Select and copy out every line in the records containing "plane".

---------- EXTRACTED ENTRIES

//! `gd-distance` — distance strategies over `gd-core` coordinates.
//!
//! # Crate layout
//!
//! | Module    | Contents                                                      |
//! |-----------|---------------------------------------------------------------|
//! | [`calc`]  | `DistanceCalc` trait, shared edge-projection and bbox logic   |
//! | [`sphere`]| `SphericalDistance` (haversine, reference)                    |
//! | [`plane`] | `PlaneProjection` (flat-earth fast path)                      |
//! | [`kind`]  | `CalcKind` — pick a strategy by name or from configuration    |
//!
//! # Feature flags
//!
//! | Flag    | Effect                                                       |
//! |---------|--------------------------------------------------------------|
//! | `serde` | Derives `Serialize`/`Deserialize` on `CalcKind`.             |

pub mod calc;
pub mod kind;
pub mod plane;
pub mod sphere;


pub use calc::DistanceCalc;
pub use kind::CalcKind;
pub use plane::PlaneProjection;
pub use sphere::SphericalDistance;

pub use gd_core::{BBox, GeoError, GeoPoint, GeoResult};
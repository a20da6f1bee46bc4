pub mod admin;
pub mod carts;
pub mod health;
pub mod payments;
pub mod products;
pub mod sales;
pub mod session;
pub mod shops;
pub mod summary;
pub mod users;

use crate::auth::TokenIssuer;
use crate::config::Config;
use crate::db::Repository;
use crate::orchestration::CheckoutOrchestrator;
use crate::payments::PaymentProvider;
use axum::http::{header, HeaderValue, Method};
use axum::{
    routing::{delete, get, patch, post, put},
    Router,
};
use std::sync::Arc;
use tower_http::cors::CorsLayer;
use tracing::warn;

#[derive(Clone)]
pub struct AppState {
    pub repo: Arc<Repository>,
    pub config: Config,
    pub checkout: Arc<CheckoutOrchestrator>,
    pub tokens: Arc<TokenIssuer>,
    pub payments: Arc<dyn PaymentProvider>,
}

impl AppState {
    pub fn new(repo: Arc<Repository>, config: Config, payments: Arc<dyn PaymentProvider>) -> Self {
        let checkout = Arc::new(CheckoutOrchestrator::from_repository(repo.clone()));
        let tokens = Arc::new(TokenIssuer::new(
            &config.access_token_secret,
            config.token_ttl_hours,
        ));
        Self {
            repo,
            config,
            checkout,
            tokens,
            payments,
        }
    }
}

fn cors_layer(config: &Config) -> CorsLayer {
    let origins: Vec<HeaderValue> = config
        .cors_origins
        .iter()
        .filter_map(|origin| match HeaderValue::from_str(origin) {
            Ok(value) => Some(value),
            Err(e) => {
                warn!(origin = %origin, error = %e, "Ignoring invalid CORS origin");
                None
            }
        })
        .collect();

    CorsLayer::new()
        .allow_origin(origins)
        .allow_methods([
            Method::GET,
            Method::POST,
            Method::PUT,
            Method::PATCH,
            Method::DELETE,
        ])
        .allow_headers([header::CONTENT_TYPE])
        .allow_credentials(true)
}

pub fn create_router(state: AppState) -> Router {
    let cors = cors_layer(&state.config);

    Router::new()
        .route("/health", get(health::health))
        .route("/ready", get(health::ready))
        .route("/jwt", post(session::issue_token))
        .route("/logout", post(session::logout))
        .route("/users", post(users::create_user).get(users::list_users))
        .route("/user", get(users::get_me))
        .route("/user/addShopInfo", put(users::add_shop_info))
        .route("/shops", post(shops::create_shop))
        .route("/shops/mine", get(shops::get_my_shop))
        .route(
            "/shops/increaseProductLimit",
            put(shops::increase_product_limit),
        )
        .route(
            "/products",
            get(products::list_products).post(products::create_product),
        )
        .route(
            "/product/:id",
            get(products::get_product)
                .put(products::update_product)
                .delete(products::delete_product),
        )
        .route("/carts", get(carts::list_cart).put(carts::add_to_cart))
        .route("/carts/:product_id", delete(carts::remove_from_cart))
        .route("/sales", post(sales::checkout).get(sales::list_sales))
        .route("/salesSummary", get(summary::shop_summary))
        .route("/admin/salesSummary", get(summary::admin_summary))
        .route("/admin/increaseIncome", patch(admin::increase_income))
        .route(
            "/create-payment-intent",
            post(payments::create_payment_intent),
        )
        .layer(cors)
        .with_state(state)
}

--------------------

**EXERCISE SOLUTION:**
//! | [`plane`] | `PlaneProjection` (flat-earth fast path)                      |
pub mod plane;
pub use plane::PlaneProjection;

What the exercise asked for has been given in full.